Y lo único que nos queda para aliviar
el dolor es un ungüento de palabras.
Dime tú ¿Dónde has escondido a las golondrinas? ¿Dónde? Bajo que otoño que se dobla y se guarda de mis manos secas y descoloridas al sol.
¿Sobre que paraje nublado de un pueblecito pequeño estarán los girasoles cuyas bocas abiertas jamás volveré a ver? Y no es que las halla visto antes. Es que compartíamos un cacho de sol y de esperanza.
(No, repite esa esquina de sombra, madera y verdor aclamado, Para ti mujer, no hay más que esta esquinas de una ciudad que se corroe y se acaba. Acaso te fueron regaladas las palabras como ironía de acabar sin acabar al dolor)

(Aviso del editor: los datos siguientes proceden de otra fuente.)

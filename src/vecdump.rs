use std::fs::File;
use std::io::{BufWriter, Write};
use std::path::{Path, PathBuf};

use memmap2::Mmap;

use crate::error::{RagError, Result};

/// File extension for on-disk vector dumps.
pub const DUMP_EXTENSION: &str = "vecdump";

const HEADER_BYTES: usize = 16;
const HASH_BYTES: u32 = 8;

/// Fixed 16-byte little-endian header at the start of every dump.
#[derive(Debug, Clone, Copy, PartialEq, Eq)]
pub struct DumpHeader {
    pub num_entries: u32,
    pub hash_size_bytes: u32,
    pub vector_size_bytes: u32,
    pub vector_dimensions: u32,
}

impl DumpHeader {
    fn parse(bytes: &[u8]) -> Self {
        let word = |i: usize| {
            u32::from_le_bytes([bytes[i], bytes[i + 1], bytes[i + 2], bytes[i + 3]])
        };
        Self {
            num_entries: word(0),
            hash_size_bytes: word(4),
            vector_size_bytes: word(8),
            vector_dimensions: word(12),
        }
    }

    fn expected_file_len(&self) -> usize {
        HEADER_BYTES
            + self.num_entries as usize
                * (self.vector_size_bytes as usize + self.hash_size_bytes as usize)
    }
}

/// Returns the dump path for a document fingerprint inside `dir`.
pub fn dump_path(dir: &Path, fingerprint: &str) -> PathBuf {
    dir.join(format!("{fingerprint}.{DUMP_EXTENSION}"))
}

/// Writes vectors and their hashes to `<dir>/<fingerprint>.vecdump`.
///
/// The directory is created if missing and the file is written to a
/// temporary sibling first, then renamed, so a reader never observes a
/// partial dump. All vectors must share one dimension and there must
/// be exactly one hash per vector.
pub fn write_dump(
    dir: &Path,
    fingerprint: &str,
    vectors: &[Vec<f32>],
    hashes: &[u64],
) -> Result<PathBuf> {
    if vectors.len() != hashes.len() {
        return Err(RagError::InvariantViolation(format!(
            "vector count ({}) differs from hash count ({})",
            vectors.len(),
            hashes.len()
        )));
    }

    let dimensions = vectors.first().map(Vec::len).unwrap_or(0);
    for (i, v) in vectors.iter().enumerate() {
        if v.len() != dimensions {
            return Err(RagError::DimensionMismatch {
                expected: dimensions,
                actual: v.len(),
            });
        }
        if v.len() > u32::MAX as usize / 4 {
            return Err(RagError::InvariantViolation(format!(
                "vector {i} is too large to dump"
            )));
        }
    }

    std::fs::create_dir_all(dir)?;
    let final_path = dump_path(dir, fingerprint);
    let tmp_path = final_path.with_extension(format!("{DUMP_EXTENSION}.tmp"));

    let header = DumpHeader {
        num_entries: vectors.len() as u32,
        hash_size_bytes: HASH_BYTES,
        vector_size_bytes: (dimensions * 4) as u32,
        vector_dimensions: dimensions as u32,
    };

    {
        let mut out = BufWriter::new(File::create(&tmp_path)?);
        out.write_all(&header.num_entries.to_le_bytes())?;
        out.write_all(&header.hash_size_bytes.to_le_bytes())?;
        out.write_all(&header.vector_size_bytes.to_le_bytes())?;
        out.write_all(&header.vector_dimensions.to_le_bytes())?;
        for vector in vectors {
            for value in vector {
                out.write_all(&value.to_le_bytes())?;
            }
        }
        for hash in hashes {
            out.write_all(&hash.to_le_bytes())?;
        }
        out.flush()?;
    }
    std::fs::rename(&tmp_path, &final_path)?;

    tracing::debug!(
        path = %final_path.display(),
        entries = header.num_entries,
        dimensions = header.vector_dimensions,
        "wrote vector dump"
    );
    Ok(final_path)
}

/// A read-only memory-mapped dump.
///
/// The mapping stays alive for the handle's lifetime; vector accessors
/// borrow directly from the mapped region. Hashes are decoded once at
/// open time because their section is only guaranteed 4-byte aligned.
/// Dropping the handle unmaps the file and closes the descriptor.
#[derive(Debug)]
pub struct MappedDump {
    mmap: Mmap,
    header: DumpHeader,
    hashes: Vec<u64>,
}

impl MappedDump {
    pub fn open(path: &Path) -> Result<Self> {
        let file = File::open(path)?;
        let mmap = unsafe { Mmap::map(&file)? };

        if mmap.len() < HEADER_BYTES {
            return Err(RagError::Parse(format!(
                "{}: file too small for a dump header",
                path.display()
            )));
        }

        let header = DumpHeader::parse(&mmap[..HEADER_BYTES]);
        if header.hash_size_bytes != HASH_BYTES {
            return Err(RagError::Parse(format!(
                "{}: unsupported hash size {}",
                path.display(),
                header.hash_size_bytes
            )));
        }
        if header.vector_size_bytes != header.vector_dimensions * 4 {
            return Err(RagError::Parse(format!(
                "{}: vector size {} does not match dimensions {}",
                path.display(),
                header.vector_size_bytes,
                header.vector_dimensions
            )));
        }
        if mmap.len() != header.expected_file_len() {
            return Err(RagError::Parse(format!(
                "{}: file length {} does not match header ({} entries of dim {})",
                path.display(),
                mmap.len(),
                header.num_entries,
                header.vector_dimensions
            )));
        }

        let hash_offset = HEADER_BYTES
            + header.num_entries as usize * header.vector_size_bytes as usize;
        let hashes = mmap[hash_offset..]
            .chunks_exact(8)
            .map(|b| u64::from_le_bytes(b.try_into().expect("8-byte chunk")))
            .collect();

        Ok(Self {
            mmap,
            header,
            hashes,
        })
    }

    pub fn header(&self) -> &DumpHeader {
        &self.header
    }

    pub fn num_entries(&self) -> usize {
        self.header.num_entries as usize
    }

    pub fn dimensions(&self) -> usize {
        self.header.vector_dimensions as usize
    }

    /// All vectors as one contiguous `num_entries * dimensions` slice,
    /// borrowed from the mapping.
    pub fn vectors(&self) -> &[f32] {
        let len = self.num_entries() * self.dimensions();
        let bytes = &self.mmap[HEADER_BYTES..HEADER_BYTES + len * 4];
        // The mapping is page aligned and the header is 16 bytes, so
        // the vector section satisfies f32 alignment.
        debug_assert_eq!(bytes.as_ptr() as usize % std::mem::align_of::<f32>(), 0);
        unsafe { std::slice::from_raw_parts(bytes.as_ptr() as *const f32, len) }
    }

    /// The i-th stored vector.
    pub fn vector(&self, i: usize) -> &[f32] {
        let d = self.dimensions();
        &self.vectors()[i * d..(i + 1) * d]
    }

    pub fn hashes(&self) -> &[u64] {
        &self.hashes
    }
}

Pero le he buscado hasta el cansancio. Dándole vueltas a un puerta que no abre. ¿Dime tu donde están los girasoles que tragaron el sol?
Soy un monstruo y menguo. Soy un espejo de luna que jamás acabara de reflejar nada. Entonces me siento de cuclillas en esta esquina de ciudad que filantrópicamente me fue dada. Revuelvo mis cabellos. Acontece la noche sin sucesión de mañana. Así debe de ser.
Reptar hasta el borde del espejo arrastrando el vientre por la luna para encontrar que no hay, que no llegara el otoño ni el sol ni la madurez nunca.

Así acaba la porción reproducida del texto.